Increasing Recovery of Phosphorylated Peptides Using ACQUITY PREMIER Technology Featuring MaxPeak High Performance Surfaces

Significance of the Topic

Phosphorylated peptides often interact with exposed metal surfaces in liquid chromatography systems, leading to sample loss, distorted peak shapes, and compromised reproducibility. These effects become critical when analyte levels are very low, such as in proteomics workflows or trace‐level pharmaceutical analyses. Mitigating metal‐induced adsorption is therefore essential to ensure accurate quantitation, reliable method performance, and high laboratory throughput.

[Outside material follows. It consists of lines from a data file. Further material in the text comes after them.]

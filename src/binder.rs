//! Binder capacity arithmetic and product recommendations

use serde::Serialize;

/// A physical binder product: pocket count per page, total slot capacity,
/// page count. Static reference data, never persisted.
#[derive(Debug, Clone, Copy, PartialEq, Eq)]
pub struct BinderPreset {
    pub name: &'static str,
    pub pockets: u32,
    pub slots: u32,
    pub pages: u32,
}

/// Common binder configurations with typical total slot counts
pub const BINDER_PRESETS: [BinderPreset; 10] = [
    BinderPreset { name: "4-Pocket Mini", pockets: 4, slots: 40, pages: 10 },
    BinderPreset { name: "4-Pocket Standard", pockets: 4, slots: 80, pages: 20 },
    BinderPreset { name: "6-Pocket Slim", pockets: 6, slots: 60, pages: 10 },
    BinderPreset { name: "6-Pocket Standard", pockets: 6, slots: 120, pages: 20 },
    BinderPreset { name: "9-Pocket Small", pockets: 9, slots: 180, pages: 20 },
    BinderPreset { name: "9-Pocket Standard", pockets: 9, slots: 360, pages: 40 },
    BinderPreset { name: "9-Pocket Large", pockets: 9, slots: 540, pages: 60 },
    BinderPreset { name: "12-Pocket Slim", pockets: 12, slots: 96, pages: 8 },
    BinderPreset { name: "12-Pocket Standard", pockets: 12, slots: 120, pages: 10 },
    BinderPreset { name: "12-Pocket Large", pockets: 12, slots: 240, pages: 20 },
];

/// Slot arithmetic for storing `total_cards` in pages of `pocket_count`
#[derive(Debug, Clone, Copy, PartialEq, Eq, Serialize)]
#[serde(rename_all = "camelCase")]
pub struct BinderStats {
    pub pages_needed: u32,
    pub total_slots: u32,
    pub empty_slots: u32,
}

/// Compute pages needed, total slots and leftover slots for a card count.
///
/// A pocket count of 0 is treated as 1; no page holds zero cards. Guarantees:
/// `total_slots % pocket_count == 0`, `total_slots >= total_cards` and
/// `empty_slots < pocket_count`.
pub fn compute_binder_stats(total_cards: u32, pocket_count: u32) -> BinderStats {
    let pocket_count = pocket_count.max(1);
    let pages_needed = total_cards.div_ceil(pocket_count);
    let total_slots = pages_needed * pocket_count;
    BinderStats {
        pages_needed,
        total_slots,
        empty_slots: total_slots - total_cards,
    }
}

/// Presets available for a given pocket count, in table order
pub fn presets_for_pockets(pocket_count: u32) -> Vec<&'static BinderPreset> {
    BINDER_PRESETS
        .iter()
        .filter(|p| p.pockets == pocket_count)
        .collect()
}

/// First preset of the selected pocket count whose slot capacity fits the
/// card count; `None` means no single binder of that type is big enough and
/// the caller should report the shortfall.
pub fn recommend_preset(total_cards: u32, pocket_count: u32) -> Option<&'static BinderPreset> {
    presets_for_pockets(pocket_count)
        .into_iter()
        .find(|p| p.slots >= total_cards)
}

#[cfg(test)]
mod tests {
    use super::*;

    #[test]
    fn stats_for_204_cards_in_9_pockets() {
        let stats = compute_binder_stats(204, 9);
        assert_eq!(stats.pages_needed, 23);
        assert_eq!(stats.total_slots, 207);
        assert_eq!(stats.empty_slots, 3);
    }

    #[test]
    fn stats_invariants_hold_across_counts() {
        for pockets in [4u32, 6, 9, 12] {
            for count in [0u32, 1, 8, 9, 10, 99, 204, 540] {
                let stats = compute_binder_stats(count, pockets);
                assert_eq!(stats.total_slots % pockets, 0);
                assert!(stats.total_slots >= count);
                assert_eq!(stats.empty_slots, stats.total_slots - count);
                assert!(stats.empty_slots < pockets);
            }
        }
    }

    #[test]
    fn zero_pockets_fall_back_to_one_per_page() {
        let stats = compute_binder_stats(10, 0);
        assert_eq!(stats.pages_needed, 10);
        assert_eq!(stats.total_slots, 10);
        assert_eq!(stats.empty_slots, 0);
    }

    #[test]
    fn exact_fit_leaves_no_empty_slots() {
        let stats = compute_binder_stats(180, 9);
        assert_eq!(stats.pages_needed, 20);
        assert_eq!(stats.empty_slots, 0);
    }

    #[test]
    fn recommendation_picks_first_fitting_preset() {
        let preset = recommend_preset(204, 9).unwrap();
        assert_eq!(preset.name, "9-Pocket Standard");

        let preset = recommend_preset(150, 9).unwrap();
        assert_eq!(preset.name, "9-Pocket Small");
    }

    #[test]
    fn oversized_collection_has_no_recommendation() {
        assert!(recommend_preset(600, 9).is_none());
        assert!(recommend_preset(100, 4).is_none());
    }

    #[test]
    fn presets_are_filtered_by_pocket_count() {
        let presets = presets_for_pockets(12);
        assert_eq!(presets.len(), 3);
        assert!(presets.iter().all(|p| p.pockets == 12));
    }
}
//! Cancellable debounce for search-as-you-type flows
//!
//! Every new input event replaces the pending task; only a task that
//! survives the full quiet period untouched gets to run. Classic debounce,
//! not a throttle.

use std::future::Future;
use std::time::Duration;

use tokio::task::JoinHandle;

/// Quiet period between the last keystroke and the search request
pub const SEARCH_DEBOUNCE_DELAY: Duration = Duration::from_millis(500);

/// Schedules at most one pending task; scheduling again aborts the previous
/// one before its quiet period elapses.
pub struct Debouncer {
    delay: Duration,
    pending: Option<JoinHandle<()>>,
}

impl Debouncer {
    pub fn new(delay: Duration) -> Self {
        Debouncer {
            delay,
            pending: None,
        }
    }

    /// Schedule `task` to run after the quiet period, cancelling whatever
    /// was pending before. Must be called from within a tokio runtime.
    pub fn schedule<F>(&mut self, task: F)
    where
        F: Future<Output = ()> + Send + 'static,
    {
        self.cancel();
        let delay = self.delay;
        self.pending = Some(tokio::spawn(async move {
            tokio::time::sleep(delay).await;
            task.await;
        }));
    }

    /// Abort the pending task, if any
    pub fn cancel(&mut self) {
        if let Some(handle) = self.pending.take() {
            handle.abort();
        }
    }

    /// True while a scheduled task has neither run nor been cancelled
    pub fn is_pending(&self) -> bool {
        self.pending.as_ref().is_some_and(|h| !h.is_finished())
    }
}

impl Drop for Debouncer {
    fn drop(&mut self) {
        self.cancel();
    }
}

#[cfg(test)]
mod tests {
    use super::*;
    use std::sync::atomic::{AtomicUsize, Ordering};
    use std::sync::Arc;

    #[tokio::test(start_paused = true)]
    async fn task_runs_only_after_the_quiet_period() {
        let runs = Arc::new(AtomicUsize::new(0));
        let mut debouncer = Debouncer::new(Duration::from_millis(500));

        let counter = Arc::clone(&runs);
        debouncer.schedule(async move {
            counter.fetch_add(1, Ordering::SeqCst);
        });

        tokio::time::sleep(Duration::from_millis(499)).await;
        assert_eq!(runs.load(Ordering::SeqCst), 0);

        tokio::time::sleep(Duration::from_millis(2)).await;
        assert_eq!(runs.load(Ordering::SeqCst), 1);
    }

    #[tokio::test(start_paused = true)]
    async fn rescheduling_cancels_the_pending_task() {
        let winner = Arc::new(AtomicUsize::new(0));
        let mut debouncer = Debouncer::new(Duration::from_millis(500));

        for marker in 1..=3usize {
            let slot = Arc::clone(&winner);
            debouncer.schedule(async move {
                slot.store(marker, Ordering::SeqCst);
            });
            // keystrokes 100ms apart, well inside the quiet period
            tokio::time::sleep(Duration::from_millis(100)).await;
        }

        tokio::time::sleep(Duration::from_millis(600)).await;
        // only the last keystroke's task fired
        assert_eq!(winner.load(Ordering::SeqCst), 3);
    }

    #[tokio::test(start_paused = true)]
    async fn cancel_prevents_the_task_from_running() {
        let runs = Arc::new(AtomicUsize::new(0));
        let mut debouncer = Debouncer::new(Duration::from_millis(500));

        let counter = Arc::clone(&runs);
        debouncer.schedule(async move {
            counter.fetch_add(1, Ordering::SeqCst);
        });
        debouncer.cancel();

        tokio::time::sleep(Duration::from_millis(600)).await;
        assert_eq!(runs.load(Ordering::SeqCst), 0);
        assert!(!debouncer.is_pending());
    }

    #[tokio::test(start_paused = true)]
    async fn is_pending_tracks_the_task_lifecycle() {
        let mut debouncer = Debouncer::new(Duration::from_millis(500));
        assert!(!debouncer.is_pending());

        debouncer.schedule(async {});
        assert!(debouncer.is_pending());

        tokio::time::sleep(Duration::from_millis(600)).await;
        assert!(!debouncer.is_pending());
    }
}
//! Logging for Quill
//!
//! Installs a `tracing-subscriber` registry with an `EnvFilter` and a text or
//! JSON `fmt` layer.

use quill_config::{LogFormat, LoggingConfig};
use tracing_subscriber::EnvFilter;

/// Initialize the global subscriber from configuration
///
/// `RUST_LOG`, when set and valid, takes precedence over the configured
/// filter. An invalid configured filter falls back to `info`.
///
/// # Errors
///
/// Returns an error if a global subscriber has already been installed
pub fn init(config: &LoggingConfig) -> anyhow::Result<()> {
    use tracing_subscriber::{layer::SubscriberExt, util::SubscriberInitExt};

    let filter = build_filter(config);
    let directives = filter.to_string();
    let registry = tracing_subscriber::registry().with(filter);

    let result = match config.format {
        LogFormat::Text => registry
            .with(
                tracing_subscriber::fmt::layer()
                    .with_target(true)
                    .with_thread_ids(false)
                    .with_file(false)
                    .with_line_number(false)
                    .with_writer(std::io::stderr),
            )
            .try_init(),
        LogFormat::Json => registry
            .with(
                tracing_subscriber::fmt::layer()
                    .json()
                    .with_target(true)
                    .with_current_span(false)
                    .with_writer(std::io::stderr),
            )
            .try_init(),
    };

    result.map_err(|e| anyhow::anyhow!("failed to initialize logging: {e}"))?;
    tracing::debug!(filter = %directives, format = ?config.format, "logging initialized");
    Ok(())
}

/// Resolve the active filter
fn build_filter(config: &LoggingConfig) -> EnvFilter {
    if let Ok(filter) = EnvFilter::try_from_default_env() {
        return filter;
    }

    EnvFilter::try_new(&config.filter).unwrap_or_else(|e| {
        eprintln!("invalid log filter `{}` ({e}), falling back to `info`", config.filter);
        EnvFilter::new("info")
    })
}

#[cfg(test)]
mod tests {
    use super::*;

    fn logging(filter: &str) -> LoggingConfig {
        LoggingConfig {
            filter: filter.to_owned(),
            format: LogFormat::Text,
        }
    }

    #[test]
    fn configured_filter_applies_without_rust_log() {
        temp_env::with_var_unset("RUST_LOG", || {
            let filter = build_filter(&logging("quill_llm=debug"));
            assert_eq!(filter.to_string(), "quill_llm=debug");
        });
    }

    #[test]
    fn rust_log_overrides_configuration() {
        temp_env::with_var("RUST_LOG", Some("warn"), || {
            let filter = build_filter(&logging("debug"));
            assert_eq!(filter.to_string(), "warn");
        });
    }

    #[test]
    fn invalid_filter_falls_back_to_info() {
        temp_env::with_var_unset("RUST_LOG", || {
            let filter = build_filter(&logging("quill=[[nope"));
            assert_eq!(filter.to_string(), "info");
        });
    }

    #[test]
    fn subscriber_installs_once() {
        let config = LoggingConfig {
            filter: "debug".to_owned(),
            format: LogFormat::Json,
        };
        init(&config).unwrap();
        tracing::info!("visible through the installed subscriber");
        assert!(init(&config).is_err());
    }
}
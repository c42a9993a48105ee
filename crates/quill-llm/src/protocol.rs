//! Wire shapes for the Anthropic Messages API
//!
//! These mirror the provider's JSON one to one and never leave the crate
//! boundary; translation and assembly convert them to canonical types.

use serde::{Deserialize, Serialize};

// -- Outbound --

/// Body of `POST /messages`
#[derive(Debug, Clone, PartialEq, Serialize, Deserialize)]
pub struct AnthropicRequest {
    /// Concrete version id, never a logical name
    pub model: String,
    /// Mandatory on this API
    pub max_tokens: u32,
    /// Hoisted system prompt
    #[serde(default, skip_serializing_if = "Option::is_none")]
    pub system: Option<String>,
    pub messages: Vec<AnthropicMessage>,
    #[serde(default, skip_serializing_if = "Option::is_none")]
    pub temperature: Option<f64>,
    #[serde(default, skip_serializing_if = "Option::is_none")]
    pub top_p: Option<f64>,
    #[serde(default, skip_serializing_if = "Option::is_none")]
    pub top_k: Option<u32>,
    #[serde(default, skip_serializing_if = "Option::is_none")]
    pub stop_sequences: Option<Vec<String>>,
    /// Set only for streamed calls
    #[serde(default, skip_serializing_if = "Option::is_none")]
    pub stream: Option<bool>,
    #[serde(default, skip_serializing_if = "Option::is_none")]
    pub tools: Option<Vec<AnthropicTool>>,
    #[serde(default, skip_serializing_if = "Option::is_none")]
    pub tool_choice: Option<AnthropicToolChoice>,
}

/// One conversation turn; `role` is `user` or `assistant`
#[derive(Debug, Clone, PartialEq, Serialize, Deserialize)]
pub struct AnthropicMessage {
    pub role: String,
    pub content: Vec<AnthropicContentBlock>,
}

/// Outbound content block, tagged by `type`
#[derive(Debug, Clone, PartialEq, Serialize, Deserialize)]
#[serde(tag = "type", rename_all = "snake_case")]
pub enum AnthropicContentBlock {
    Text {
        text: String,
    },
    Image {
        source: AnthropicSource,
    },
    /// PDFs, plain text and any other non-image media
    Document {
        source: AnthropicSource,
    },
    /// Echo of an earlier assistant tool call
    ToolUse {
        id: String,
        name: String,
        input: serde_json::Value,
    },
    /// Output of a tool, answering the call with `tool_use_id`
    ToolResult {
        tool_use_id: String,
        #[serde(default, skip_serializing_if = "Option::is_none")]
        content: Option<String>,
        #[serde(default, skip_serializing_if = "Option::is_none")]
        is_error: Option<bool>,
    },
}

/// Where an image or document payload comes from
#[derive(Debug, Clone, PartialEq, Eq, Serialize, Deserialize)]
#[serde(tag = "type", rename_all = "snake_case")]
pub enum AnthropicSource {
    /// Bare base64, no `data:` header
    Base64 { media_type: String, data: String },
    /// Fetched by the provider
    Url { url: String },
    /// UTF-8 document body; `media_type` is always `text/plain`
    Text { media_type: String, data: String },
}

#[derive(Debug, Clone, PartialEq, Serialize, Deserialize)]
pub struct AnthropicTool {
    pub name: String,
    #[serde(default, skip_serializing_if = "Option::is_none")]
    pub description: Option<String>,
    /// JSON Schema; the API rejects tools without one
    pub input_schema: serde_json::Value,
}

/// `{"type": "auto" | "any" | "none" | "tool", "name"?}`
#[derive(Debug, Clone, PartialEq, Eq, Serialize, Deserialize)]
pub struct AnthropicToolChoice {
    #[serde(rename = "type")]
    pub choice_type: String,
    /// Present only when `choice_type` is `tool`
    #[serde(default, skip_serializing_if = "Option::is_none")]
    pub name: Option<String>,
}

// -- Unary reply --

/// Complete reply to a non-streamed call
#[derive(Debug, Clone, PartialEq, Serialize, Deserialize)]
pub struct AnthropicResponse {
    pub id: String,
    /// `"message"`
    #[serde(rename = "type")]
    pub response_type: String,
    /// `"assistant"`
    pub role: String,
    pub content: Vec<AnthropicResponseBlock>,
    pub model: String,
    #[serde(default)]
    pub stop_reason: Option<String>,
    /// Matched sequence when `stop_reason` is `stop_sequence`
    #[serde(default)]
    pub stop_sequence: Option<String>,
    #[serde(default)]
    pub usage: Option<AnthropicUsage>,
}

#[derive(Debug, Clone, PartialEq, Serialize, Deserialize)]
#[serde(tag = "type", rename_all = "snake_case")]
pub enum AnthropicResponseBlock {
    Text {
        text: String,
    },
    ToolUse {
        id: String,
        name: String,
        input: serde_json::Value,
    },
    /// Thinking, server-side tools and anything newer
    #[serde(other)]
    Other,
}

/// Token counts
///
/// Both default to zero because `message_delta` only reports output tokens.
#[derive(Debug, Clone, Copy, Default, PartialEq, Eq, Serialize, Deserialize)]
pub struct AnthropicUsage {
    #[serde(default)]
    pub input_tokens: u32,
    #[serde(default)]
    pub output_tokens: u32,
}

// -- Server-sent events --

/// One decoded SSE frame, tagged by `type`
#[derive(Debug, Clone, PartialEq, Serialize, Deserialize)]
#[serde(tag = "type", rename_all = "snake_case")]
pub enum AnthropicStreamEvent {
    MessageStart {
        message: AnthropicStreamMessage,
    },
    ContentBlockStart {
        index: u32,
        content_block: AnthropicStreamContentBlock,
    },
    ContentBlockDelta {
        index: u32,
        delta: AnthropicStreamDelta,
    },
    ContentBlockStop {
        index: u32,
    },
    /// Carries the stop reason and running output token count
    MessageDelta {
        delta: AnthropicMessageDelta,
        #[serde(default)]
        usage: Option<AnthropicUsage>,
    },
    /// Terminal frame
    MessageStop,
    Ping,
    /// Failure reported after the stream opened
    Error {
        error: AnthropicErrorDetail,
    },
}

/// Message header sent in `message_start`
#[derive(Debug, Clone, PartialEq, Serialize, Deserialize)]
pub struct AnthropicStreamMessage {
    #[serde(default)]
    pub id: String,
    #[serde(default)]
    pub model: String,
    /// Input tokens are known up front
    #[serde(default)]
    pub usage: Option<AnthropicUsage>,
}

/// Opening payload of a content block
#[derive(Debug, Clone, PartialEq, Serialize, Deserialize)]
#[serde(tag = "type", rename_all = "snake_case")]
pub enum AnthropicStreamContentBlock {
    /// `text` is normally empty but may already hold content
    Text {
        #[serde(default)]
        text: String,
    },
    /// `input` is normally `{}`; arguments follow as JSON fragments
    ToolUse {
        id: String,
        name: String,
        #[serde(default)]
        input: serde_json::Value,
    },
    #[serde(other)]
    Other,
}

#[derive(Debug, Clone, PartialEq, Serialize, Deserialize)]
#[serde(tag = "type", rename_all = "snake_case")]
pub enum AnthropicStreamDelta {
    TextDelta {
        text: String,
    },
    /// Fragment of the tool arguments; only the concatenation is valid JSON
    InputJsonDelta {
        partial_json: String,
    },
    /// Thinking and signature deltas
    #[serde(other)]
    Other,
}

#[derive(Debug, Clone, Default, PartialEq, Serialize, Deserialize)]
pub struct AnthropicMessageDelta {
    #[serde(default)]
    pub stop_reason: Option<String>,
    #[serde(default)]
    pub stop_sequence: Option<String>,
}

// -- Failures --

/// Body returned with a non-2xx status
#[derive(Debug, Clone, PartialEq, Serialize, Deserialize)]
pub struct AnthropicErrorResponse {
    /// `"error"`
    #[serde(rename = "type")]
    pub error_type: String,
    pub error: AnthropicErrorDetail,
}

#[derive(Debug, Clone, PartialEq, Serialize, Deserialize)]
pub struct AnthropicErrorDetail {
    /// Machine-readable kind, e.g. `overloaded_error`
    #[serde(rename = "type")]
    pub error_type: String,
    pub message: String,
}
//! Canonical types for generation requests and responses
//!
//! These types are provider-agnostic: the orchestration layer builds and
//! consumes them, and the translator and assembler convert them to and from
//! the Anthropic wire format.

pub mod message;
pub mod request;
pub mod response;
pub mod stream;
pub mod tool;

pub use message::{Message, Part, Role, ToolRequest, ToolResponse};
pub use request::{GenerateRequest, GenerationConfig};
pub use response::{FinishReason, GenerateResponse, Usage};
pub use stream::{ChunkDelta, ResponseChunk};
pub use tool::{ToolChoice, ToolDefinition};
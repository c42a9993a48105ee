//! `data:` URI and base64 handling for media parts
//!
//! Inbound media arrives either as a full `data:<type>[;base64],<payload>`
//! URI or as a bare base64 payload paired with a declared content type.

use base64::Engine as _;
use base64::engine::general_purpose::STANDARD;

use crate::error::LlmError;

/// Content type used when neither the part nor the URI declares one
pub const DEFAULT_CONTENT_TYPE: &str = "application/octet-stream";

const DATA_URI_PREFIX: &str = "data:";
const BASE64_TOKEN: &str = "base64";

/// Decoded media payload
#[derive(Debug, Clone, PartialEq, Eq)]
pub struct DecodedData {
    /// Media type, parameters included (e.g. "text/plain;charset=utf-8")
    pub content_type: String,
    /// Raw bytes
    pub data: Vec<u8>,
}

impl DecodedData {
    /// Bare standard-base64 encoding of the payload
    pub fn to_base64(&self) -> String {
        encode_base64(&self.data)
    }

    /// Media type without parameters, lowercased
    pub fn essence(&self) -> String {
        self.content_type
            .split(';')
            .next()
            .unwrap_or_default()
            .trim()
            .to_ascii_lowercase()
    }
}

/// Decode a media or data part payload
///
/// A `data:` URI carries its own media type, which wins over `content_type`.
/// Anything else is treated as a bare base64 payload of the declared type.
pub fn decode_part(content_type: Option<&str>, payload: &str) -> Result<DecodedData, LlmError> {
    if payload.starts_with(DATA_URI_PREFIX) {
        return parse_data_uri(payload);
    }

    let content_type = content_type
        .filter(|ct| !ct.is_empty())
        .unwrap_or(DEFAULT_CONTENT_TYPE);

    Ok(DecodedData {
        content_type: content_type.to_owned(),
        data: STANDARD.decode(payload)?,
    })
}

/// Parse a `data:<type>[;param]*[;base64],<payload>` URI
pub fn parse_data_uri(uri: &str) -> Result<DecodedData, LlmError> {
    let rest = uri
        .strip_prefix(DATA_URI_PREFIX)
        .ok_or_else(|| LlmError::MalformedDataUri("missing `data:` prefix".to_owned()))?;

    let Some((header, payload)) = rest.split_once(',') else {
        return Err(LlmError::MalformedDataUri("missing `,` after media type".to_owned()));
    };

    let mut segments = header.split(';');
    let media_type = segments.next().unwrap_or_default();

    let mut parameters = Vec::new();
    let mut is_base64 = false;
    for segment in segments {
        if segment == BASE64_TOKEN {
            is_base64 = true;
        } else {
            parameters.push(segment);
        }
    }

    let content_type = if media_type.is_empty() {
        DEFAULT_CONTENT_TYPE.to_owned()
    } else if parameters.is_empty() {
        media_type.to_owned()
    } else {
        format!("{media_type};{}", parameters.join(";"))
    };

    let data = if is_base64 {
        STANDARD.decode(payload)?
    } else {
        payload.as_bytes().to_vec()
    };

    Ok(DecodedData { content_type, data })
}

/// Standard base64 encoding without a `data:` header
pub fn encode_base64(data: &[u8]) -> String {
    STANDARD.encode(data)
}

/// Encode bytes as `data:<content_type>;base64,<payload>`
///
/// `parse_data_uri` restores `content_type` exactly, except that an empty
/// content type comes back as `application/octet-stream`.
pub fn encode_data_uri(content_type: &str, data: &[u8]) -> String {
    format!("{DATA_URI_PREFIX}{content_type};{BASE64_TOKEN},{}", STANDARD.encode(data))
}
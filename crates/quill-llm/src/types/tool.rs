use serde::{Deserialize, Serialize};

/// Definition of a tool the model can call
#[derive(Debug, Clone, PartialEq, Serialize, Deserialize)]
pub struct ToolDefinition {
    /// Tool name
    pub name: String,
    /// Human-readable description
    #[serde(default, skip_serializing_if = "Option::is_none")]
    pub description: Option<String>,
    /// JSON Schema for the tool input
    #[serde(default, skip_serializing_if = "Option::is_none")]
    pub input_schema: Option<serde_json::Value>,
}

/// How the model should select tools
#[derive(Debug, Clone, Copy, PartialEq, Eq, Serialize, Deserialize)]
#[serde(rename_all = "lowercase")]
pub enum ToolChoice {
    /// Model decides whether to call tools
    Auto,
    /// Model must call at least one tool
    Required,
    /// Model must not call tools
    None,
}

Objectives and Overview of the Study

This application note evaluates the performance gains achieved by integrating Waters’ ACQUITY PREMIER Solution featuring MaxPeak High Performance Surfaces (HPS) into a reversed‐phase LC–MS workflow. The study compares three hardware configurations: a conventional LC system with stainless‐steel column, a conventional system equipped with an ACQUITY PREMIER column, and the full ACQUITY PREMIER Solution. The primary goal was to quantify improvements in the recovery, peak shape, and detector response of a model phosphorylated peptide at trace‐level injection amounts.

Methodology and Instrumentation

A singly phosphorylated peptide (VNQIGpTLSESIK, monoisotopic mass 1368.68 Da) was injected at 2 µL (3 pmol/µL) onto an RPLC column using a 1.85 % B/min gradient (mobile phase A: water/0.1 % formic acid; B: acetonitrile/0.1 % formic acid). Data were acquired in selected‐ion recording (SIR) mode on a single‐quadrupole mass detector. Peak integration was performed using Empower 3 software.

Used Instrumentation

• ACQUITY UPLC H-Class PLUS Bio System (conventional configuration)
• ACQUITY PREMIER System with MaxPeak HPS technology
• ACQUITY UPLC CSH C18 Column (stainless‐steel hardware)
• ACQUITY PREMIER Peptide CSH C18 Column (MaxPeak HPS treated)
• ACQUITY QDa Single-Quadrupole Mass Detector
• Empower 3 Chromatography Data System

Main Results and Discussion

The conventional setup produced a broad, tailing peak with a maximum signal of 1.1×10^6 ion counts for an 8 ng on‐column load. Substituting the column hardware with MaxPeak HPS treatment improved peak symmetry and yielded an eightfold increase in signal intensity (9.3×10^6 ion counts). Implementing the full ACQUITY PREMIER Solution further enhanced recovery, delivering a tenfold boost (1.1×10^7 ion counts) compared to the stainless‐steel configuration. Quantitative analysis of peak area as a function of surface exposure indicated a twofold increase in recovery from column surfaces alone and an additional 25 % gain when the entire flow path featured HPS treatment.

Benefits and Practical Applications

By minimizing non-specific adsorption, the ACQUITY PREMIER Solution with MaxPeak HPS technology offers:

• Enhanced sensitivity and signal intensity for metal-sensitive analytes
• Sharper peak shapes with reduced tailing
• Greater reproducibility in trace-level determinations
• Streamlined method development and faster time to results

Future Trends and Potential Applications

Advances in surface passivation technologies are poised to expand their use beyond phosphopeptide analysis to other metal-sensitive molecules, such as carboxylated metabolites and nucleotides. Integration with high-throughput proteomics platforms and automated workflows will further enhance sample preservation and data quality. Ongoing research into novel coating chemistries may enable even broader compatibility with diverse chromatographic and mass spectrometric conditions.

Conclusion

Waters’ ACQUITY PREMIER Solution featuring MaxPeak High Performance Surfaces effectively addresses metal-induced adsorption challenges in LC–MS analysis of phosphorylated peptides. By improving recovery, peak shape, and reproducibility at trace levels, this integrated hardware approach enhances data quality and laboratory productivity, facilitating robust quantitative assays in pharmaceutical development and proteomic research.